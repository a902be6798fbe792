//! No double-send under contention: three dispatchers drain one hundred
//! pending rows through a slow gateway, and every row is sent exactly
//! once.

use std::{collections::HashSet, sync::Arc, time::Duration};

use time::OffsetDateTime;

use leadline_storage::{
	models::OutboundKind,
	outbox::{self, NewOutbound},
};

use super::suite::{self, StubGateway};

const SEEDED_ROWS: usize = 100;

#[tokio::test(flavor = "multi_thread", worker_threads = 4)]
#[ignore = "Requires external Postgres. Set LEADLINE_PG_DSN to run."]
async fn contending_workers_send_each_row_exactly_once() {
	let Some(test_db) = suite::test_db().await else {
		eprintln!("Skipping claim_contention; set LEADLINE_PG_DSN to run this test.");

		return;
	};
	let gateway = Arc::new(StubGateway::with_send_delay(Duration::from_millis(50)));
	let service =
		suite::build_service(suite::test_config(test_db.dsn().to_string()), gateway.clone()).await;
	let tenant = suite::seed_tenant(&service).await;
	let now = OffsetDateTime::now_utc();

	for index in 0..SEEDED_ROWS {
		outbox::enqueue(
			&service.db.pool,
			NewOutbound {
				tenant_id: Some(tenant.id),
				to_number: &format!("+1600555{index:04}"),
				body: "Dispatch contention probe.",
				kind: OutboundKind::Internal,
				external_id: Some(&format!("contention_{index}")),
				scheduled_for: None,
			},
			now,
		)
		.await
		.expect("Failed to seed row.");
	}

	let mut workers = tokio::task::JoinSet::new();

	for _ in 0..3 {
		let service = service.clone();

		workers.spawn(async move {
			loop {
				let claimed = service.process_outbox_once().await.expect("Dispatch failed.");

				if claimed == 0 {
					break;
				}
			}
		});
	}

	while let Some(result) = workers.join_next().await {
		result.expect("Worker panicked.");
	}

	assert_eq!(
		suite::count_rows(&service, "SELECT COUNT(*) FROM sms_outbox WHERE status = 'sent'").await,
		SEEDED_ROWS as i64
	);
	assert_eq!(gateway.sent_count(), SEEDED_ROWS);
	assert_eq!(
		suite::count_rows(&service, "SELECT COUNT(*) FROM sms_outbox WHERE attempts > 1").await,
		0
	);

	// Provider ids are unique across rows: no double-send slipped through.
	let ids: Vec<(String,)> = sqlx::query_as(
		"SELECT provider_message_id FROM sms_outbox WHERE provider_message_id IS NOT NULL",
	)
	.fetch_all(&service.db.pool)
	.await
	.expect("Failed to read provider ids.");
	let unique: HashSet<_> = ids.iter().map(|(id,)| id.as_str()).collect();

	assert_eq!(unique.len(), SEEDED_ROWS);

	test_db.cleanup().await.expect("Failed to clean up test database.");
}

WHAT IS EXPECTED:
Return all of the listing above exactly, leaving nothing out.

ANSWER FOR THE TASK:
repository a902be6798fbe792
//! No double-send under contention: three dispatchers drain one hundred
//! pending rows through a slow gateway, and every row is sent exactly
//! once.

use std::{collections::HashSet, sync::Arc, time::Duration};

use time::OffsetDateTime;

use leadline_storage::{
	models::OutboundKind,
	outbox::{self, NewOutbound},
};

use super::suite::{self, StubGateway};

const SEEDED_ROWS: usize = 100;

#[tokio::test(flavor = "multi_thread", worker_threads = 4)]
#[ignore = "Requires external Postgres. Set LEADLINE_PG_DSN to run."]
async fn contending_workers_send_each_row_exactly_once() {
	let Some(test_db) = suite::test_db().await else {
		eprintln!("Skipping claim_contention; set LEADLINE_PG_DSN to run this test.");

		return;
	};
	let gateway = Arc::new(StubGateway::with_send_delay(Duration::from_millis(50)));
	let service =
		suite::build_service(suite::test_config(test_db.dsn().to_string()), gateway.clone()).await;
	let tenant = suite::seed_tenant(&service).await;
	let now = OffsetDateTime::now_utc();

	for index in 0..SEEDED_ROWS {
		outbox::enqueue(
			&service.db.pool,
			NewOutbound {
				tenant_id: Some(tenant.id),
				to_number: &format!("+1600555{index:04}"),
				body: "Dispatch contention probe.",
				kind: OutboundKind::Internal,
				external_id: Some(&format!("contention_{index}")),
				scheduled_for: None,
			},
			now,
		)
		.await
		.expect("Failed to seed row.");
	}

	let mut workers = tokio::task::JoinSet::new();

	for _ in 0..3 {
		let service = service.clone();

		workers.spawn(async move {
			loop {
				let claimed = service.process_outbox_once().await.expect("Dispatch failed.");

				if claimed == 0 {
					break;
				}
			}
		});
	}

	while let Some(result) = workers.join_next().await {
		result.expect("Worker panicked.");
	}

	assert_eq!(
		suite::count_rows(&service, "SELECT COUNT(*) FROM sms_outbox WHERE status = 'sent'").await,
		SEEDED_ROWS as i64
	);
	assert_eq!(gateway.sent_count(), SEEDED_ROWS);
	assert_eq!(
		suite::count_rows(&service, "SELECT COUNT(*) FROM sms_outbox WHERE attempts > 1").await,
		0
	);

	// Provider ids are unique across rows: no double-send slipped through.
	let ids: Vec<(String,)> = sqlx::query_as(
		"SELECT provider_message_id FROM sms_outbox WHERE provider_message_id IS NOT NULL",
	)
	.fetch_all(&service.db.pool)
	.await
	.expect("Failed to read provider ids.");
	let unique: HashSet<_> = ids.iter().map(|(id,)| id.as_str()).collect();

	assert_eq!(unique.len(), SEEDED_ROWS);

	test_db.cleanup().await.expect("Failed to clean up test database.");
}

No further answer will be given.